▶ _RECORDS FOR THIS EXERCISE_

══════════════════════════════

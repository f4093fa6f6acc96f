//! LINE Login (OAuth 2.1 authorization-code flow)
//!
//! 1. `LineOAuth::auth_url` stores a CSRF state and returns the LINE
//!    authorization URL to open in a browser.
//! 2. LINE redirects back to the callback URL with `code` and `state`.
//! 3. `LineOAuth::check_callback` consumes the stored state and yields the code.
//! 4. `SessionManager::login_with_line` exchanges the code through the backend.

use std::sync::Arc;

use rand::rngs::OsRng;
use rand::RngCore;
use tracing::{debug, warn};
use url::{form_urlencoded, Url};

use super::error::{AuthError, LineCallbackError};
use crate::common::{KeyValueStore, LineConfig};

pub const LINE_AUTHORIZE_URL: &str = "https://access.line.me/oauth2/v2.1/authorize";
pub const LINE_OAUTH_STATE_KEY: &str = "line_oauth_state";
pub const LINE_SCOPE: &str = "profile openid";

const STATE_BYTES: usize = 16;

#[derive(Clone)]
pub struct LineOAuth {
    config: LineConfig,
    /// Session-scoped store; cleared when the process ends
    state_store: Arc<dyn KeyValueStore>,
}

impl LineOAuth {
    pub fn new(config: LineConfig, state_store: Arc<dyn KeyValueStore>) -> Self {
        Self {
            config,
            state_store,
        }
    }

    pub fn is_configured(&self) -> bool {
        self.config
            .channel_id
            .as_deref()
            .map_or(false, |id| !id.is_empty())
    }

    pub fn callback_url(&self) -> &str {
        &self.config.callback_url
    }

    /// Builds the authorization URL and records a fresh CSRF state,
    /// replacing any attempt still outstanding.
    pub fn auth_url(&self) -> Result<String, AuthError> {
        let channel_id = self
            .config
            .channel_id
            .as_deref()
            .filter(|id| !id.is_empty())
            .ok_or(AuthError::NotConfigured("LINE_CHANNEL_ID"))?;

        let state = generate_state();
        self.state_store.set(LINE_OAUTH_STATE_KEY, &state)?;

        let url = format!(
            "{}?response_type=code&client_id={}&redirect_uri={}&state={}&scope={}",
            LINE_AUTHORIZE_URL,
            urlencoding::encode(channel_id),
            urlencoding::encode(&self.config.callback_url),
            urlencoding::encode(&state),
            urlencoding::encode(LINE_SCOPE)
        );

        debug!(redirect_uri = %self.config.callback_url, "Generated LINE authorization URL");
        Ok(url)
    }

    /// Consumes the stored state; `true` only when it equals `received`.
    /// Never fails: a missing state or a store error both read as `false`.
    pub fn verify_state(&self, received: &str) -> bool {
        match self.state_store.take(LINE_OAUTH_STATE_KEY) {
            Ok(Some(saved)) => saved.as_bytes() == received.as_bytes(),
            Ok(None) => {
                debug!("No LINE OAuth state stored");
                false
            }
            Err(e) => {
                warn!(error = %e, "Failed to read LINE OAuth state");
                false
            }
        }
    }

    /// Validates a callback and returns the authorization code
    pub fn check_callback(&self, callback: &LineCallback) -> Result<String, LineCallbackError> {
        if callback.error.is_some() {
            let message = callback
                .error_description
                .clone()
                .filter(|d| !d.is_empty())
                .unwrap_or_else(|| "LINE authentication was cancelled or failed".to_string());
            warn!(error = ?callback.error, "LINE returned an error on callback");
            return Err(LineCallbackError::Provider(message));
        }

        let code = callback
            .code
            .clone()
            .filter(|c| !c.is_empty())
            .ok_or(LineCallbackError::MissingCode)?;

        match callback.state.as_deref() {
            Some(state) if !state.is_empty() && self.verify_state(state) => Ok(code),
            _ => {
                warn!("LINE callback state did not match the stored state");
                Err(LineCallbackError::InvalidState)
            }
        }
    }
}

/// 16 random bytes, lowercase hex
fn generate_state() -> String {
    let mut bytes = [0u8; STATE_BYTES];
    OsRng.fill_bytes(&mut bytes);
    bytes.iter().map(|b| format!("{:02x}", b)).collect()
}

/// Query parameters LINE appends to the callback URL
#[derive(Debug, Clone, Default, PartialEq, Eq)]
pub struct LineCallback {
    pub code: Option<String>,
    pub state: Option<String>,
    pub error: Option<String>,
    pub error_description: Option<String>,
}

impl LineCallback {
    /// Accepts a full callback URL, a path with a query, or a bare query
    /// string (`code=..&state=..`)
    pub fn from_query(input: &str) -> Self {
        let url = Url::parse(input).ok();
        let pairs = match &url {
            Some(url) => url.query_pairs(),
            None => {
                let query = input.split_once('?').map_or(input, |(_, query)| query);
                let query = query.split('#').next().unwrap_or_default();
                form_urlencoded::parse(query.as_bytes())
            }
        };

        let mut callback = LineCallback::default();
        for (key, value) in pairs {
            let value = Some(value.into_owned());
            match key.as_ref() {
                "code" => callback.code = value,
                "state" => callback.state = value,
                "error" => callback.error = value,
                "error_description" => callback.error_description = value,
                _ => {}
            }
        }
        callback
    }
}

══════════════════════════════

▶ _ACTIVITY_
Find the word "received" in the data and show each line that holds it.

▶ _SOLUTION BELOW_
    /// Consumes the stored state; `true` only when it equals `received`.
    pub fn verify_state(&self, received: &str) -> bool {
            Ok(Some(saved)) => saved.as_bytes() == received.as_bytes(),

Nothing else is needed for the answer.